生化学研究の多くは,マイクロリットルからミリリットルのスケールで実験が行われています.しかし近年,マイクロ流体デバイスを用いることでより微少量のサンプルで実験を行えるようになってきました.このようなデバイスはフォトリソグラフィー技術を応用して作製されており,デバイスのサイズは正確に制御されています.そのため,マイクロデバイスを用いて酵素1分子の反応を直接観察することが達成されています.更に,タンパク質合成のような複雑な反応についてもマイクロデバイスを用いた研究が行われています.

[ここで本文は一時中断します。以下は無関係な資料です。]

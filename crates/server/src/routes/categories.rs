use axum::{
    extract::{Path, Query, State},
    http::StatusCode,
    Json,
};
use serde::Deserialize;

use models::Category;

use crate::errors::JsonApiError;
use crate::routes::ServerState;

#[derive(Debug, Deserialize)]
pub struct SearchQuery {
    #[serde(default)]
    pub term: String,
}

pub async fn list(State(state): State<ServerState>) -> Json<Vec<Category>> {
    Json(state.categories.get_all().await)
}

pub async fn active(State(state): State<ServerState>) -> Json<Vec<Category>> {
    Json(state.categories.get_active().await)
}

pub async fn search(
    State(state): State<ServerState>,
    Query(q): Query<SearchQuery>,
) -> Json<Vec<Category>> {
    Json(state.categories.search(&q.term).await)
}

pub async fn get(
    State(state): State<ServerState>,
    Path(id): Path<i32>,
) -> Result<Json<Category>, JsonApiError> {
    match state.categories.get_by_id(id).await {
        Some(category) => Ok(Json(category)),
        None => Err(JsonApiError::not_found("category", id)),
    }
}

pub async fn with_products(
    State(state): State<ServerState>,
    Path(id): Path<i32>,
) -> Result<Json<Category>, JsonApiError> {
    match state.categories.get_with_products(id).await {
        Some(category) => Ok(Json(category)),
        None => Err(JsonApiError::not_found("category", id)),
    }
}

pub async fn create(
    State(state): State<ServerState>,
    Json(input): Json<Category>,
) -> Result<Json<Category>, JsonApiError> {
    let created = state.categories.create(input).await?;
    Ok(Json(created))
}

/// The path id is authoritative; any id in the body is replaced.
pub async fn update(
    State(state): State<ServerState>,
    Path(id): Path<i32>,
    Json(mut input): Json<Category>,
) -> Result<Json<Category>, JsonApiError> {
    input.id = id;
    let updated = state.categories.update(input).await?;
    Ok(Json(updated))
}

pub async fn delete(
    State(state): State<ServerState>,
    Path(id): Path<i32>,
) -> Result<StatusCode, JsonApiError> {
    match state.categories.delete(id).await? {
        true => Ok(StatusCode::NO_CONTENT),
        false => Ok(StatusCode::NOT_FOUND),
    }
}
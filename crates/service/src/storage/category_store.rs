use std::sync::Arc;

use async_trait::async_trait;
use chrono::Utc;
use tokio::sync::RwLock;

use models::Category;

use crate::repository::{CategoryRepository, Repository, StoreError};
use crate::storage::table::{HasId, Table};

impl HasId for Category {
    fn id(&self) -> i32 {
        self.id
    }
}

/// Thread-safe in-memory category store. Rows and the id counter live
/// under a single lock, so a concurrent add can never observe a stale
/// counter.
pub struct InMemoryCategoryStore {
    inner: RwLock<Table<Category>>,
}

impl InMemoryCategoryStore {
    /// Store pre-loaded with the demo catalog.
    pub fn new() -> Arc<Self> {
        let now = Utc::now();
        let seed = vec![
            Category {
                id: 1,
                name: "Electronics".to_string(),
                description: "Phones, laptops and accessories".to_string(),
                is_active: true,
                created_at: now,
                products: None,
            },
            Category {
                id: 2,
                name: "Books".to_string(),
                description: "Printed and electronic books".to_string(),
                is_active: true,
                created_at: now,
                products: None,
            },
            Category {
                id: 3,
                name: "Furniture".to_string(),
                description: "Home and office furniture".to_string(),
                is_active: false,
                created_at: now,
                products: None,
            },
        ];
        Arc::new(Self {
            inner: RwLock::new(Table::new(seed)),
        })
    }

    /// Store with no rows, for tests that want full control over contents.
    pub fn empty() -> Arc<Self> {
        Arc::new(Self {
            inner: RwLock::new(Table::new(Vec::new())),
        })
    }
}

#[async_trait]
impl Repository<Category> for InMemoryCategoryStore {
    async fn get_all(&self) -> Vec<Category> {
        self.inner.read().await.rows.clone()
    }

    async fn get_by_id(&self, id: i32) -> Option<Category> {
        self.inner.read().await.find(id).cloned()
    }

    async fn add(&self, mut entity: Category) -> Category {
        let mut table = self.inner.write().await;
        entity.id = table.allocate_id();
        entity.created_at = Utc::now();
        // The products field is a read-model attachment, never stored.
        entity.products = None;
        table.rows.push(entity.clone());
        entity
    }

    async fn update(&self, entity: Category) -> Result<Category, StoreError> {
        let mut table = self.inner.write().await;
        let row = table.find_mut(entity.id).ok_or(StoreError::UpdateMissing {
            entity: "category",
            id: entity.id,
        })?;
        row.name = entity.name;
        row.description = entity.description;
        row.is_active = entity.is_active;
        Ok(row.clone())
    }

    async fn delete(&self, id: i32) -> bool {
        self.inner.write().await.remove(id)
    }

    async fn exists(&self, id: i32) -> bool {
        self.inner.read().await.find(id).is_some()
    }
}

#[async_trait]
impl CategoryRepository for InMemoryCategoryStore {
    async fn get_active_categories(&self) -> Vec<Category> {
        self.inner
            .read()
            .await
            .rows
            .iter()
            .filter(|c| c.is_active)
            .cloned()
            .collect()
    }

    async fn get_category_with_products(&self, id: i32) -> Option<Category> {
        self.get_by_id(id).await
    }

    async fn search_by_name(&self, term: &str) -> Vec<Category> {
        let wanted = term.to_lowercase();
        self.inner
            .read()
            .await
            .rows
            .iter()
            .filter(|c| c.name.to_lowercase().contains(&wanted))
            .cloned()
            .collect()
    }
}
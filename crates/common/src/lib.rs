//! Shared building blocks for the catalog workspace: logging setup and
//! response types that more than one crate needs.

pub mod types;
pub mod utils;

#[cfg(test)]
mod tests {
    use super::*;

    #[test]
    fn health_type_ok() {
        let h = types::Health { status: "ok" };
        assert_eq!(h.status, "ok");
    }
}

マイクロデバイスの作製には,ポリジメチルシロキサン(PDMS)という樹脂が用いられます.しかし,PDMSは分子を吸着・吸収する性質があるため,生化学反応などのバイオチップに用いる場合には注意が必要になります.実際,PDMS製マイクロチャンバーの中で無細胞翻訳系を用いてタンパク質合成をしようとすると,その反応が阻害されることが分かりました.これを解決するため,我々は石英ガラスでマイクロチャンバーを作製しました.ガラス基板表面をPDMSの薄膜(1.5 μm)で被覆したものをドライエッチングすることで,下の写真のようにチャンバーの内壁の殆どがガラスで基板表面がPDMS薄膜から成るデバイスを作製しました.PDMS薄膜は,ガラス製チャンバーをカバーガラスで密封する際の接着層として機能します.このチャンバー(240 fL)内での緑色蛍光タンパク質(GFP)を合成したところ,ガラス製チャンバーではPDMS製チャンバーに比べて合成効率が約12倍向上していました.
ガラス製マイクロチャンバーを用いて,DNA 1分子からのタンパク質合成を観察できるのかを調べました.実験では,40 fLのマイクロチャンバーに無細胞翻訳系と平均1分子以下の濃度でDNAを封入し,37℃で2時間反応させた後の蛍光強度を観察しました.その結果,他の1分子計測実験と同様に,各チャンバーで異なる強度の蛍光シグナルが観察されました.この結果を詳細に解析したところ,ガラス製チャンバーでDNA 1分子からのGFP合成を検出することに成功したと結論付けられました.